Problem to work on:
Transcribe every record beneath, precisely as written.

Collected data:
use indexmap::{IndexMap, IndexSet};

use crate::{ObjectKey, ObjectRecord, Source};

/// Column layout carried by a [`RecordStore`].
#[derive(Clone, Copy, Debug, PartialEq, Eq)]
pub struct Schema {
    /// Whether the level and data pointer columns are part of
    /// tabular exports.
    pub level_columns: bool,
}

impl Schema {
    /// Only the six base columns.
    pub const BASIC: Self = Self {
        level_columns: false,
    };

    /// The base columns plus level and data pointer.
    pub const FULL: Self = Self {
        level_columns: true,
    };
}

impl Default for Schema {
    fn default() -> Self {
        Self::FULL
    }
}

/// The modifications of one object, in insertion order.
#[derive(Clone, Debug)]
pub struct ObjectGroup<'a> {
    /// The identity of the object.
    pub key: ObjectKey,
    /// The records belonging to the object.
    pub records: Vec<&'a ObjectRecord>,
}

/// An ordered collection of [`ObjectRecord`]s.
///
/// Insertion order is significant: it determines the order in which
/// objects and their modifications are written back.
#[cfg_attr(feature = "serde", derive(serde::Serialize))]
#[derive(Clone, Debug, Default, PartialEq)]
pub struct RecordStore {
    #[cfg_attr(feature = "serde", serde(skip))]
    schema: Schema,
    records: Vec<ObjectRecord>,
}

impl RecordStore {
    /// Creates an empty store with the full [`Schema`].
    pub fn new() -> Self {
        Self::default()
    }

    /// Creates an empty store with the given schema.
    pub fn with_schema(schema: Schema) -> Self {
        Self {
            schema,
            records: Vec::new(),
        }
    }

    /// Gets the column schema of the store.
    #[inline]
    pub fn schema(&self) -> Schema {
        self.schema
    }

    /// Gets the number of records.
    #[inline]
    pub fn len(&self) -> usize {
        self.records.len()
    }

    /// Whether the store holds no records.
    #[inline]
    pub fn is_empty(&self) -> bool {
        self.records.is_empty()
    }

    /// Iterates over all records in order.
    #[inline]
    pub fn iter(&self) -> std::slice::Iter<'_, ObjectRecord> {
        self.records.iter()
    }

    /// Gets all records as a slice.
    #[inline]
    pub fn records(&self) -> &[ObjectRecord] {
        &self.records
    }

    /// Appends one record.
    pub fn push(&mut self, record: ObjectRecord) {
        self.records.push(record);
    }

    /// Replaces all records, keeping the schema.
    pub fn replace_all(&mut self, records: impl IntoIterator<Item = ObjectRecord>) {
        self.records.clear();
        self.records.extend(records);
    }

    /// Iterates over the records from one section.
    pub fn by_source(&self, source: Source) -> impl Iterator<Item = &ObjectRecord> + '_ {
        self.records.iter().filter(move |r| r.source == source)
    }

    /// Groups the records of one section by object.
    ///
    /// Objects appear in the order they were first seen, and so do
    /// the modifications inside each object.
    pub fn objects(&self, source: Source) -> Vec<ObjectGroup<'_>> {
        let mut groups: IndexMap<ObjectKey, Vec<&ObjectRecord>> = IndexMap::new();
        for record in self.by_source(source) {
            groups.entry(record.key()).or_default().push(record);
        }

        groups
            .into_iter()
            .map(|(key, records)| ObjectGroup { key, records })
            .collect()
    }

    /// Gets the keys of all objects across both sections, in order
    /// of first appearance.
    pub fn object_keys(&self) -> Vec<(Source, ObjectKey)> {
        let keys: IndexSet<(Source, ObjectKey)> =
            self.records.iter().map(|r| (r.source, r.key())).collect();
        keys.into_iter().collect()
    }
}

impl Extend<ObjectRecord> for RecordStore {
    fn extend<T: IntoIterator<Item = ObjectRecord>>(&mut self, iter: T) {
        self.records.extend(iter);
    }
}

impl FromIterator<ObjectRecord> for RecordStore {
    fn from_iter<T: IntoIterator<Item = ObjectRecord>>(iter: T) -> Self {
        Self {
            schema: Schema::default(),
            records: iter.into_iter().collect(),
        }
    }
}

impl<'a> IntoIterator for &'a RecordStore {
    type Item = &'a ObjectRecord;
    type IntoIter = std::slice::Iter<'a, ObjectRecord>;

    fn into_iter(self) -> Self::IntoIter {
        self.records.iter()
    }
}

Answer section:
use indexmap::{IndexMap, IndexSet};

use crate::{ObjectKey, ObjectRecord, Source};

/// Column layout carried by a [`RecordStore`].
#[derive(Clone, Copy, Debug, PartialEq, Eq)]
pub struct Schema {
    /// Whether the level and data pointer columns are part of
    /// tabular exports.
    pub level_columns: bool,
}

impl Schema {
    /// Only the six base columns.
    pub const BASIC: Self = Self {
        level_columns: false,
    };

    /// The base columns plus level and data pointer.
    pub const FULL: Self = Self {
        level_columns: true,
    };
}

impl Default for Schema {
    fn default() -> Self {
        Self::FULL
    }
}

/// The modifications of one object, in insertion order.
#[derive(Clone, Debug)]
pub struct ObjectGroup<'a> {
    /// The identity of the object.
    pub key: ObjectKey,
    /// The records belonging to the object.
    pub records: Vec<&'a ObjectRecord>,
}

/// An ordered collection of [`ObjectRecord`]s.
///
/// Insertion order is significant: it determines the order in which
/// objects and their modifications are written back.
#[cfg_attr(feature = "serde", derive(serde::Serialize))]
#[derive(Clone, Debug, Default, PartialEq)]
pub struct RecordStore {
    #[cfg_attr(feature = "serde", serde(skip))]
    schema: Schema,
    records: Vec<ObjectRecord>,
}

impl RecordStore {
    /// Creates an empty store with the full [`Schema`].
    pub fn new() -> Self {
        Self::default()
    }

    /// Creates an empty store with the given schema.
    pub fn with_schema(schema: Schema) -> Self {
        Self {
            schema,
            records: Vec::new(),
        }
    }

    /// Gets the column schema of the store.
    #[inline]
    pub fn schema(&self) -> Schema {
        self.schema
    }

    /// Gets the number of records.
    #[inline]
    pub fn len(&self) -> usize {
        self.records.len()
    }

    /// Whether the store holds no records.
    #[inline]
    pub fn is_empty(&self) -> bool {
        self.records.is_empty()
    }

    /// Iterates over all records in order.
    #[inline]
    pub fn iter(&self) -> std::slice::Iter<'_, ObjectRecord> {
        self.records.iter()
    }

    /// Gets all records as a slice.
    #[inline]
    pub fn records(&self) -> &[ObjectRecord] {
        &self.records
    }

    /// Appends one record.
    pub fn push(&mut self, record: ObjectRecord) {
        self.records.push(record);
    }

    /// Replaces all records, keeping the schema.
    pub fn replace_all(&mut self, records: impl IntoIterator<Item = ObjectRecord>) {
        self.records.clear();
        self.records.extend(records);
    }

    /// Iterates over the records from one section.
    pub fn by_source(&self, source: Source) -> impl Iterator<Item = &ObjectRecord> + '_ {
        self.records.iter().filter(move |r| r.source == source)
    }

    /// Groups the records of one section by object.
    ///
    /// Objects appear in the order they were first seen, and so do
    /// the modifications inside each object.
    pub fn objects(&self, source: Source) -> Vec<ObjectGroup<'_>> {
        let mut groups: IndexMap<ObjectKey, Vec<&ObjectRecord>> = IndexMap::new();
        for record in self.by_source(source) {
            groups.entry(record.key()).or_default().push(record);
        }

        groups
            .into_iter()
            .map(|(key, records)| ObjectGroup { key, records })
            .collect()
    }

    /// Gets the keys of all objects across both sections, in order
    /// of first appearance.
    pub fn object_keys(&self) -> Vec<(Source, ObjectKey)> {
        let keys: IndexSet<(Source, ObjectKey)> =
            self.records.iter().map(|r| (r.source, r.key())).collect();
        keys.into_iter().collect()
    }
}

impl Extend<ObjectRecord> for RecordStore {
    fn extend<T: IntoIterator<Item = ObjectRecord>>(&mut self, iter: T) {
        self.records.extend(iter);
    }
}

impl FromIterator<ObjectRecord> for RecordStore {
    fn from_iter<T: IntoIterator<Item = ObjectRecord>>(iter: T) -> Self {
        Self {
            schema: Schema::default(),
            records: iter.into_iter().collect(),
        }
    }
}

impl<'a> IntoIterator for &'a RecordStore {
    type Item = &'a ObjectRecord;
    type IntoIter = std::slice::Iter<'a, ObjectRecord>;

    fn into_iter(self) -> Self::IntoIter {
        self.records.iter()
    }
}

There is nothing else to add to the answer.